| Data listing |
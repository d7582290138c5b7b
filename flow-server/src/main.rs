//! 患者流转服务器主程序

use anyhow::Context;
use clap::Parser;
use flow_admin::{ConfigManager, FlowConfig, QueueMonitor};
use flow_queue::{InMemoryPatientStore, QueueService};
use flow_web::{AppState, WebServer};
use std::net::SocketAddr;
use std::sync::Arc;
use std::time::Duration;
use tracing::{error, info};
use tracing_subscriber::EnvFilter;

/// 患者流转服务器命令行参数
#[derive(Parser, Debug)]
#[command(name = "flow-server")]
#[command(about = "患者排队与流转管理服务器")]
struct Args {
    /// 监听主机，覆盖配置文件
    #[arg(long)]
    host: Option<String>,

    /// 服务器端口，覆盖配置文件
    #[arg(short, long)]
    port: Option<u16>,

    /// 配置文件路径
    #[arg(short, long)]
    config: Option<String>,

    /// 日志级别，覆盖配置文件
    #[arg(short, long)]
    log_level: Option<String>,
}

#[tokio::main]
async fn main() -> anyhow::Result<()> {
    let args = Args::parse();

    let config = match &args.config {
        Some(path) => ConfigManager::new(path)?.get_config().await,
        None => FlowConfig::default(),
    };

    // 初始化日志
    let level = args.log_level.as_deref().unwrap_or(&config.logging.level);
    let filter = EnvFilter::try_new(level).context("Invalid log level")?;
    if config.logging.is_json() {
        tracing_subscriber::fmt().json().with_env_filter(filter).init();
    } else {
        tracing_subscriber::fmt().with_env_filter(filter).init();
    }

    info!("启动患者流转服务器...");
    if let Some(path) = &args.config {
        info!("  配置文件: {}", path);
    }

    let host = args.host.unwrap_or_else(|| config.server.host.clone());
    let port = args.port.unwrap_or(config.server.port);
    let addr: SocketAddr = format!("{}:{}", host, port)
        .parse()
        .with_context(|| format!("Invalid listen address {}:{}", host, port))?;

    info!("服务器配置:");
    info!("  名称: {}", config.server.name);
    info!("  监听地址: {}", addr);
    info!("  症状表版本: {}", config.classifier.version);

    let service = QueueService::new(
        Arc::new(InMemoryPatientStore::new()),
        config.to_queue_settings(),
    )
    .await?;
    let monitor = QueueMonitor::new()?;
    let state = AppState::new(Arc::new(service), Arc::new(monitor));

    let server = WebServer::new(
        addr,
        state,
        Duration::from_secs(config.server.request_timeout_secs),
    );

    if let Err(e) = server.run().await {
        error!("服务器启动失败: {}", e);
        return Err(e);
    }

    Ok(())
}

| Work to be completed |
Please copy the line holding "let addr: SocketAddr" and all lines after it to the end of the records, exactly, and nothing else.

| Your solution |
    let addr: SocketAddr = format!("{}:{}", host, port)
        .parse()
        .with_context(|| format!("Invalid listen address {}:{}", host, port))?;

    info!("服务器配置:");
    info!("  名称: {}", config.server.name);
    info!("  监听地址: {}", addr);
    info!("  症状表版本: {}", config.classifier.version);

    let service = QueueService::new(
        Arc::new(InMemoryPatientStore::new()),
        config.to_queue_settings(),
    )
    .await?;
    let monitor = QueueMonitor::new()?;
    let state = AppState::new(Arc::new(service), Arc::new(monitor));

    let server = WebServer::new(
        addr,
        state,
        Duration::from_secs(config.server.request_timeout_secs),
    );

    if let Err(e) = server.run().await {
        error!("服务器启动失败: {}", e);
        return Err(e);
    }

    Ok(())
}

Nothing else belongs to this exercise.